In conclusion, it turns out that the two views of ideology, which at first seemed to be at odds with one another, are entirely compatible. Ideologies arise from purposeless economic forces and they have the purpose of legitimating dominance. They’re self-serving representations of the political landscape and those who endorse them are committed to their truth.

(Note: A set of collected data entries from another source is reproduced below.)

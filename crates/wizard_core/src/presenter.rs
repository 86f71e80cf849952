use rand::Rng;
use shared::{
    domain::{Category, RiskTier, ScoreMode},
    protocol::{AdviceBundle, PredictionResult},
};

use crate::registry::{self, FormValues};

pub const MODERATE_THRESHOLD: f64 = 0.3;
pub const HIGH_THRESHOLD: f64 = 0.6;

pub fn tier_for(raw_score: f64) -> RiskTier {
    let score = sanitize(raw_score);
    if score < MODERATE_THRESHOLD {
        RiskTier::Low
    } else if score < HIGH_THRESHOLD {
        RiskTier::Moderate
    } else {
        RiskTier::High
    }
}

pub fn percentage_for(raw_score: f64) -> f64 {
    (sanitize(raw_score) * 100.0).clamp(0.0, 100.0)
}

fn sanitize(raw_score: f64) -> f64 {
    if raw_score.is_finite() {
        raw_score
    } else {
        0.0
    }
}

#[derive(Debug, Clone, Copy)]
enum Threshold {
    AtLeast(f64),
    Above(f64),
}

impl Threshold {
    fn fires(self, value: f64) -> bool {
        match self {
            Threshold::AtLeast(limit) => value >= limit,
            Threshold::Above(limit) => value > limit,
        }
    }
}

#[derive(Debug, Clone, Copy)]
struct RiskRule {
    key: &'static str,
    threshold: Threshold,
    note: &'static str,
}

const HEART_RULES: &[RiskRule] = &[
    RiskRule {
        key: "systolicBP",
        threshold: Threshold::AtLeast(140.0),
        note: "High blood pressure detected",
    },
    RiskRule {
        key: "totalCholesterol",
        threshold: Threshold::Above(200.0),
        note: "Elevated cholesterol levels",
    },
    RiskRule {
        key: "age",
        threshold: Threshold::Above(60.0),
        note: "Age is a risk factor",
    },
];

const DIABETES_RULES: &[RiskRule] = &[
    RiskRule {
        key: "fastingBloodSugar",
        threshold: Threshold::AtLeast(126.0),
        note: "High fasting blood sugar",
    },
    RiskRule {
        key: "hba1c",
        threshold: Threshold::AtLeast(6.5),
        note: "Elevated HbA1c levels",
    },
];

const LIVER_RULES: &[RiskRule] = &[
    RiskRule {
        key: "alt",
        threshold: Threshold::Above(56.0),
        note: "Elevated ALT levels",
    },
    RiskRule {
        key: "ast",
        threshold: Threshold::Above(40.0),
        note: "Elevated AST levels",
    },
];

fn rules_for(category: Category) -> &'static [RiskRule] {
    match category {
        Category::Heart => HEART_RULES,
        Category::Diabetes => DIABETES_RULES,
        Category::Liver => LIVER_RULES,
    }
}

/// Every rule is checked on its own, in declaration order. A value that does
/// not parse fires nothing.
pub fn risk_factor_notes(category: Category, values: &FormValues) -> Vec<String> {
    rules_for(category)
        .iter()
        .filter(|rule| {
            registry::numeric_value(category, values, rule.key)
                .is_some_and(|value| rule.threshold.fires(value))
        })
        .map(|rule| rule.note.to_string())
        .collect()
}

struct AdviceText {
    lifestyle: &'static [&'static str],
    monitoring: &'static [&'static str],
    consultation: &'static [&'static str],
}

const HEART_ADVICE: [AdviceText; 3] = [
    AdviceText {
        lifestyle: &[
            "Maintain a heart-healthy Mediterranean diet",
            "Aim for 150 minutes of moderate exercise weekly",
            "Practice stress management techniques",
        ],
        monitoring: &[
            "Annual blood pressure checkups",
            "Regular cholesterol screening",
            "Track physical activity levels",
        ],
        consultation: &[
            "Schedule routine check-ups with primary care physician",
            "Discuss family history during next visit",
        ],
    },
    AdviceText {
        lifestyle: &[
            "Reduce sodium intake to under 2300mg daily",
            "Increase cardiovascular exercise frequency",
            "Consider smoking cessation if applicable",
        ],
        monitoring: &[
            "Monthly blood pressure monitoring",
            "Keep detailed food and exercise diary",
            "Regular heart rate monitoring",
        ],
        consultation: &[
            "Schedule consultation with cardiologist",
            "Consider stress test evaluation",
            "Discuss preventive medications",
        ],
    },
    AdviceText {
        lifestyle: &[
            "Immediate lifestyle modifications needed",
            "Strict adherence to heart-healthy diet",
            "Supervised exercise program recommended",
        ],
        monitoring: &[
            "Daily blood pressure monitoring",
            "Weekly weight tracking",
            "Symptom journal maintenance",
        ],
        consultation: &[
            "Urgent cardiovascular evaluation needed",
            "Comprehensive heart health assessment",
            "Regular cardiology follow-ups",
        ],
    },
];

const DIABETES_ADVICE: [AdviceText; 3] = [
    AdviceText {
        lifestyle: &[
            "Maintain balanced diet with whole grains",
            "Regular physical activity",
            "Healthy weight maintenance",
        ],
        monitoring: &[
            "Annual blood sugar screening",
            "Regular weight checks",
            "Track dietary habits",
        ],
        consultation: &[
            "Routine check-ups with primary care",
            "Discuss family history of diabetes",
        ],
    },
    AdviceText {
        lifestyle: &[
            "Reduce refined carbohydrate intake",
            "Increase fiber-rich foods",
            "Daily 30-minute exercise routine",
        ],
        monitoring: &[
            "Regular blood glucose testing",
            "Quarterly A1C checks",
            "Food diary maintenance",
        ],
        consultation: &[
            "Endocrinologist consultation recommended",
            "Diabetes prevention program participation",
            "Nutritionist consultation",
        ],
    },
    AdviceText {
        lifestyle: &[
            "Strict glycemic index diet adherence",
            "Structured exercise program",
            "Weight management essential",
        ],
        monitoring: &[
            "Daily blood glucose monitoring",
            "Regular A1C testing",
            "Careful foot examination",
        ],
        consultation: &[
            "Immediate endocrinologist evaluation",
            "Diabetes management planning",
            "Regular specialist follow-up",
        ],
    },
];

const LIVER_ADVICE: [AdviceText; 3] = [
    AdviceText {
        lifestyle: &[
            "Maintain alcohol-free or minimal consumption",
            "Balanced diet with lean proteins",
            "Regular physical activity",
        ],
        monitoring: &[
            "Annual liver function tests",
            "Regular health check-ups",
            "Monitor weight changes",
        ],
        consultation: &[
            "Routine medical check-ups",
            "Discuss liver health during visits",
        ],
    },
    AdviceText {
        lifestyle: &[
            "Complete alcohol abstinence recommended",
            "Low-fat, liver-friendly diet",
            "Gentle exercise routine",
        ],
        monitoring: &[
            "Regular liver function monitoring",
            "Track symptoms and changes",
            "Medication review",
        ],
        consultation: &[
            "Hepatologist consultation needed",
            "Liver ultrasound consideration",
            "Detailed health assessment",
        ],
    },
    AdviceText {
        lifestyle: &[
            "Strict liver-protective diet",
            "Avoid all alcohol consumption",
            "Modified exercise under guidance",
        ],
        monitoring: &[
            "Frequent liver function testing",
            "Regular imaging studies",
            "Careful symptom tracking",
        ],
        consultation: &[
            "Immediate liver specialist evaluation",
            "Comprehensive liver assessment",
            "Regular specialist monitoring",
        ],
    },
];

fn to_strings(lines: &[&str]) -> Vec<String> {
    lines.iter().map(|line| line.to_string()).collect()
}

pub fn advice_for(category: Category, tier: RiskTier) -> AdviceBundle {
    let table = match category {
        Category::Heart => &HEART_ADVICE,
        Category::Diabetes => &DIABETES_ADVICE,
        Category::Liver => &LIVER_ADVICE,
    };
    let text = match tier {
        RiskTier::Low => &table[0],
        RiskTier::Moderate => &table[1],
        RiskTier::High => &table[2],
    };
    AdviceBundle {
        lifestyle: to_strings(text.lifestyle),
        monitoring: to_strings(text.monitoring),
        consultation: to_strings(text.consultation),
    }
}

fn build(
    category: Category,
    values: &FormValues,
    raw_score: f64,
    risk_tier: RiskTier,
    percentage: f64,
) -> PredictionResult {
    PredictionResult {
        category,
        risk_tier,
        percentage,
        risk_factor_notes: risk_factor_notes(category, values),
        raw_score,
        advice: advice_for(category, risk_tier),
    }
}

pub fn present(raw_score: f64, category: Category, values: &FormValues) -> PredictionResult {
    build(
        category,
        values,
        raw_score,
        tier_for(raw_score),
        percentage_for(raw_score),
    )
}

pub fn present_random_draw<R: Rng>(
    raw_score: f64,
    category: Category,
    values: &FormValues,
    rng: &mut R,
) -> PredictionResult {
    let tier = RiskTier::ALL[rng.random_range(0..RiskTier::ALL.len())];
    let (floor, width) = match tier {
        RiskTier::Low => (0.0, 30.0),
        RiskTier::Moderate => (30.0, 30.0),
        RiskTier::High => (60.0, 40.0),
    };
    let percentage = floor + rng.random::<f64>() * width;
    build(category, values, raw_score, tier, percentage)
}

pub fn present_with_mode<R: Rng>(
    mode: ScoreMode,
    raw_score: f64,
    category: Category,
    values: &FormValues,
    rng: &mut R,
) -> PredictionResult {
    match mode {
        ScoreMode::Model => present(raw_score, category, values),
        ScoreMode::RandomDraw => present_random_draw(raw_score, category, values, rng),
    }
}

#[cfg(test)]
#[path = "tests/presenter_tests.rs"]
mod tests;
//! Data transfer objects shared by the HTTP surface.

pub mod api;
pub mod book;
pub mod club;
pub mod list;
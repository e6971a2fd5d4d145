mod book_list;
mod club;
mod user_list;
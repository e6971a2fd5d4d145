//! User list data repository.
//!
//! Handles creation, lookup by identifier or by (owner, name), and deletion of user
//! lists. Deleting a list does not touch its entries; callers remove those first.

use sea_orm::{
    ActiveValue, ColumnTrait, ConnectionTrait, DbErr, EntityTrait, QueryFilter, QueryOrder,
};

use crate::server::model::list::{CreateUserListParams, UserList};

/// Repository providing database operations for user lists.
pub struct UserListRepository<'a, C: ConnectionTrait> {
    db: &'a C,
}

impl<'a, C: ConnectionTrait> UserListRepository<'a, C> {
    pub fn new(db: &'a C) -> Self {
        Self { db }
    }

    /// Inserts a new list. No uniqueness check is made on the name.
    pub async fn create(&self, params: CreateUserListParams) -> Result<UserList, DbErr> {
        let entity = entity::prelude::UserList::insert(entity::user_list::ActiveModel {
            user_id: ActiveValue::Set(params.user_id),
            name: ActiveValue::Set(params.name),
            description: ActiveValue::Set(params.description),
            ..Default::default()
        })
        .exec_with_returning(self.db)
        .await?;

        Ok(UserList::from_entity(entity))
    }

    /// Finds a list by its ID regardless of owner.
    pub async fn find_by_id(&self, id: i32) -> Result<Option<UserList>, DbErr> {
        let entity = entity::prelude::UserList::find_by_id(id)
            .one(self.db)
            .await?;

        Ok(entity.map(UserList::from_entity))
    }

    /// Gets every list owned by a user, ordered by ID.
    pub async fn find_by_user_id(&self, user_id: i64) -> Result<Vec<UserList>, DbErr> {
        let entities = entity::prelude::UserList::find()
            .filter(entity::user_list::Column::UserId.eq(user_id))
            .order_by_asc(entity::user_list::Column::Id)
            .all(self.db)
            .await?;

        Ok(entities.into_iter().map(UserList::from_entity).collect())
    }

    /// Finds a user's list by exact name.
    ///
    /// Names are not unique; the oldest matching list wins.
    pub async fn find_by_user_and_name(
        &self,
        user_id: i64,
        name: &str,
    ) -> Result<Option<UserList>, DbErr> {
        let entity = entity::prelude::UserList::find()
            .filter(entity::user_list::Column::UserId.eq(user_id))
            .filter(entity::user_list::Column::Name.eq(name))
            .order_by_asc(entity::user_list::Column::Id)
            .one(self.db)
            .await?;

        Ok(entity.map(UserList::from_entity))
    }

    /// Deletes a list.
    ///
    /// # Returns
    /// - `Ok(true)` - List deleted
    /// - `Ok(false)` - No list with that ID
    pub async fn delete(&self, id: i32) -> Result<bool, DbErr> {
        let result = entity::prelude::UserList::delete_by_id(id)
            .exec(self.db)
            .await?;

        Ok(result.rows_affected > 0)
    }
}
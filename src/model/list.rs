use serde::{Deserialize, Deserializer, Serialize};
use utoipa::ToSchema;

use crate::model::book::BookDto;

#[derive(Debug, Clone, PartialEq, Serialize, Deserialize, ToSchema)]
pub struct UserListDto {
    pub list_id: i32,
    pub user_id: i64,
    pub list_name: String,
    pub list_description: String,
}

#[derive(Debug, Clone, Serialize, Deserialize, ToSchema)]
pub struct CreateUserListDto {
    pub list_name: String,
    #[serde(default)]
    pub list_description: String,
}

/// A list together with the books it references, in entry order.
#[derive(Debug, Clone, PartialEq, Serialize, Deserialize, ToSchema)]
pub struct ListWithBooksDto {
    pub list_name: String,
    pub list_description: String,
    pub books: Vec<BookDto>,
}

#[derive(Debug, Clone, PartialEq, Serialize, Deserialize, ToSchema)]
pub struct BookListEntryDto {
    pub list_id: i32,
    pub book_id: i32,
    /// Pages read, transmitted as text.
    pub progress: String,
}

#[derive(Debug, Clone, Serialize, Deserialize, ToSchema)]
pub struct AddBookToListDto {
    pub book_id: i32,
    pub list_id: i32,
    #[serde(default, deserialize_with = "deserialize_optional_progress_text")]
    pub progress: Option<String>,
}

#[derive(Debug, Clone, Serialize, Deserialize, ToSchema)]
pub struct UpdateProgressDto {
    pub book_id: i32,
    pub list_id: i32,
    #[serde(deserialize_with = "deserialize_progress_text")]
    pub progress: String,
}

#[derive(Debug, Clone, PartialEq, Serialize, Deserialize, ToSchema)]
pub struct ProgressUpdatedDto {
    pub progress: String,
    /// Lists whose entry for the book now carries `progress`.
    pub updated_list_ids: Vec<i32>,
}

/// Accepts `"80"` as well as `80`; range checks happen in the service layer.
#[derive(Deserialize)]
#[serde(untagged)]
enum ProgressText {
    Text(String),
    Number(i64),
}

impl From<ProgressText> for String {
    fn from(value: ProgressText) -> Self {
        match value {
            ProgressText::Text(text) => text,
            ProgressText::Number(number) => number.to_string(),
        }
    }
}

fn deserialize_progress_text<'de, D>(deserializer: D) -> Result<String, D::Error>
where
    D: Deserializer<'de>,
{
    ProgressText::deserialize(deserializer).map(String::from)
}

fn deserialize_optional_progress_text<'de, D>(deserializer: D) -> Result<Option<String>, D::Error>
where
    D: Deserializer<'de>,
{
    Ok(Option::<ProgressText>::deserialize(deserializer)?.map(String::from))
}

It’s excruciatingly difficult for those of us who are ideologically entangled (including virtually every fan of Philosophy Talk and every reader of this blog) to free ourselves enough to see through the distorted representations to the disturbing social reality beyond. But if anything has the power to assist us in this liberatory task, it’s good, clear, politically engaged philosophy.

 

Comments (2)


Gary M Washburn's picture

Gary M Washburn

Sunday, June 7, 2015 -- 5:00 PM

The paradox is quite simple.

The paradox is quite simple. How do you explain the emergence of a prejudice? Without undermining it, you can't. Therefore, in order to sustain it, you mustn't explain it or permit investigation of it.
 
If, that is, the 'idea' is an enforceable perspective and its 'logos' or 'logic' is its explicable emergence and sustaining or enforcing rationale. Hence 'ideo-logy'.
 

Gary M Washburn's picture

Gary M Washburn

Monday, June 8, 2015 -- 5:00 PM

The greatest effort

The greatest effort discipline and rigor we can bring to reasoning is what effects our changing our minds. The can be no resolution to sustain a view that can claim anything like the effort incumbent upon changing it. Not only that, but if we enjoin in such extreme discipline, if we share in a setting in which icons of culture and ethos ot faith are proved inadequate to their premise or in their promise, if we share recognition of this iconoclasm, we recognize too that, however small as sense in which that icon is defamed or profaned, that our sharing that recognition introduces to us that whole most extensive rigor reason can be each alone. The secret is dispelled. That is, an inadequate reaonsing that sustains our prejudices cannot be fully revealed to and for each other, cannot lose its inherent secrecy and isolation such limited reason is between us. But where the completed rigor of a changed icon of ethos becomes recognized amongst us, we are not necessarily instantly known to each other, but we are known the most extensive personal reasoning is unhidden in that moment. And if that moment is not as alone as that uncompleted reasoning a sustained perspective is, then what grows of it can only be all the more unhidden. We do come to know each other as completely as that reasoning is completed in the changed mind. Ideology, of course, is the process, by whatever means, that averts the moment. But only what has a secreted motive to obviate our knowing each other can sustain that process. And, no, it is not just a left-wing myth that it works this way. Plug Hegeliansim into that and watch where it leads.